Not to mention the club nurtured the local garage bands of the era: the Buckinghams, Ides of March, Cryan' Shames, New Colony Six, Amboy Dukes (with Ted Nugent) and Sampson's house band, the Shadows of Knight.

How was it that all of that talent came through quiet little Arlington Heights?

It's a question that will be explored in a tribute show Tuesday and Wednesday night at what has become the next popular music space in downtown Arlington Heights: Hey Nonny. Owner Chip Brooks has been researching and documenting the story of The Cellar for the last few years as part of an ongoing series of shows that combine music and local history.

He calls The Cellar, which was around from 1965 to 1970, Arlington Heights' "cultural zenith." Indeed, such a declaration is in the title of the sold-out shows Brooks will emcee this week. Tickets are still available for a third show on June 14.

Sampson, now 87 and living in Pingree Grove, also will be there Tuesday night, just days after he and Brooks went back to what was the first of The Cellar's two primary locations near the village's downtown.

As they walked through the basement of the vacant three-story office building at 116 W. Eastman St. - set to meet the wrecking ball soon for a seven-story apartment building with ground-floor commercial space - Sampson recalled scouting out the location in the mid-1960s.

It was the time in pop music when everything British was the craze, and local teens were looking for something to do. Sampson would know, as owner of the popular Arlington Record shop at 11 E. Miner St.

After first hearing Jimy Sohns and the Shadows perform at the local VFW, Sampson organized his first concerts by renting out space at the Mount Prospect Country Club, and then he built out a stage at an old Jewel grocery store on Dunton Street. Initially, he called his shows "The Blast."

"The kids loved it. They were just going nuts," he said. "Eventually walking down the street out there, I thought to myself, you know, The Beatles, talking about The Cavern Club or a cellar or something. Boy, that looks like it could - and that's kinda how The Cellar came to my head."

Sampson was able to get a lease for what had been the old activities building of St. Peter Lutheran Church and enlisted the Shadows - who attended nearby Prospect High School - to help knock down walls in the basement and build out the room, which had a capacity of about 500. After quickly outgrowing that space, The Cellar moved across the railroad tracks in 1966 to a warehouse at Salem Avenue and Davis Street.

As Sampson stood in the empty basement with developer Joe Taylor of Compasspoint Development, Brooks got out his phone and played tracks from two live albums the Shadows recorded at both locations. That included their version of "Gloria" that got major airplay on WLS and WCFL, and became a national hit.

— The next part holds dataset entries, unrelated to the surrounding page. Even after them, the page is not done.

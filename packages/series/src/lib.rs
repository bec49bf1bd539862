#![cfg_attr(feature = "fail-on-warnings", deny(warnings))]
#![warn(clippy::all, clippy::pedantic, clippy::nursery, clippy::cargo)]
#![allow(clippy::multiple_crate_versions)]

//! Weekly rate series construction.
//!
//! Turns per-region daily totals into a contiguous ISO-week series of
//! trolleys per 10,000 population. Weeks without any report rows become
//! explicit gaps (never zeroes); [`gaps::GapPolicy`] decides what
//! happens to them before modelling.

pub mod gaps;

use std::collections::BTreeMap;

use chrono::{Days, NaiveDate};
use thiserror::Error;
use trolley_watch_region_models::HealthRegion;
use trolley_watch_trolley_models::{
    PopulationTable, RATE_SCALE, TrolleyReport, WeeklyPoint, WeeklyRateSeries, iso_year,
    week_start,
};

pub use gaps::GapPolicy;

/// Errors from building or repairing a weekly rate series.
#[derive(Debug, Error)]
pub enum SeriesError {
    /// The report set holds no rows for the requested region.
    #[error("No reports for {}", region.official_name())]
    EmptyRegion {
        /// The region that had no data.
        region: HealthRegion,
    },
    /// An observed week falls in a year with no population figure, so
    /// its rate cannot be scaled.
    #[error("No population figure for {} in {year}", region.official_name())]
    MissingPopulation {
        /// The region missing a figure.
        region: HealthRegion,
        /// ISO year of the affected week.
        year: i32,
    },
    /// The series still has gaps and the policy forbids them.
    #[error("{} series has {missing} missing week(s)", region.official_name())]
    GapsPresent {
        /// The region whose series is gappy.
        region: HealthRegion,
        /// Number of missing weeks.
        missing: usize,
    },
}

/// Builds the contiguous weekly rate series for one region.
///
/// Daily counts are summed per ISO week (keyed by Monday) and scaled to
/// trolleys per 10,000 population, using the population figure for the
/// week's ISO year. The series spans every week from the first observed
/// to the last observed; weeks with no reports at all are explicit gaps.
/// Rates are never negative.
///
/// # Errors
///
/// Returns [`SeriesError::EmptyRegion`] if `reports` holds no rows for
/// `region`, and [`SeriesError::MissingPopulation`] if any observed
/// week's ISO year has no population figure. Gap weeks do not require
/// population data.
pub fn build_weekly_series(
    reports: &[TrolleyReport],
    population: &PopulationTable,
    region: HealthRegion,
) -> Result<WeeklyRateSeries, SeriesError> {
    let mut weekly_counts: BTreeMap<NaiveDate, u32> = BTreeMap::new();
    for report in reports.iter().filter(|r| r.region == region) {
        let total = weekly_counts.entry(week_start(report.date)).or_insert(0);
        *total = total.saturating_add(report.count);
    }

    let (Some(first), Some(last)) = (
        weekly_counts.keys().next().copied(),
        weekly_counts.keys().next_back().copied(),
    ) else {
        return Err(SeriesError::EmptyRegion { region });
    };

    let mut points = Vec::new();
    let mut monday = first;
    while monday <= last {
        let rate = match weekly_counts.get(&monday) {
            Some(count) => {
                let year = iso_year(monday);
                let figure = population.get(region, year).ok_or(
                    SeriesError::MissingPopulation { region, year },
                )?;
                Some(f64::from(*count) * RATE_SCALE / f64::from(figure))
            }
            None => None,
        };
        points.push(WeeklyPoint {
            week_start: monday,
            rate,
        });
        monday = monday + Days::new(7);
    }

    let series = WeeklyRateSeries::new(region, points);
    log::debug!(
        "{}: {} week series ({} observed, {} gaps)",
        region,
        series.len(),
        series.observed_len(),
        series.gap_count()
    );
    Ok(series)
}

"The sound ... you're hearing the sound," Sampson said. "You're hearing the treble. You're hearing the bass. That was huge, in both facilities. That was, as far as I'm concerned, one of its successes."

Eventually, other music clubs began to pop up, audiences began to dwindle and the lease was about to end - plus there were some run-ins with village officials over the years.

After a fight in 1966, the village shut the club down, only to allow it to reopen with the caveat that Sampson require identification cards so that only local high school students - and not city kids - could get in.

"The village would look down upon me at times," Sampson said.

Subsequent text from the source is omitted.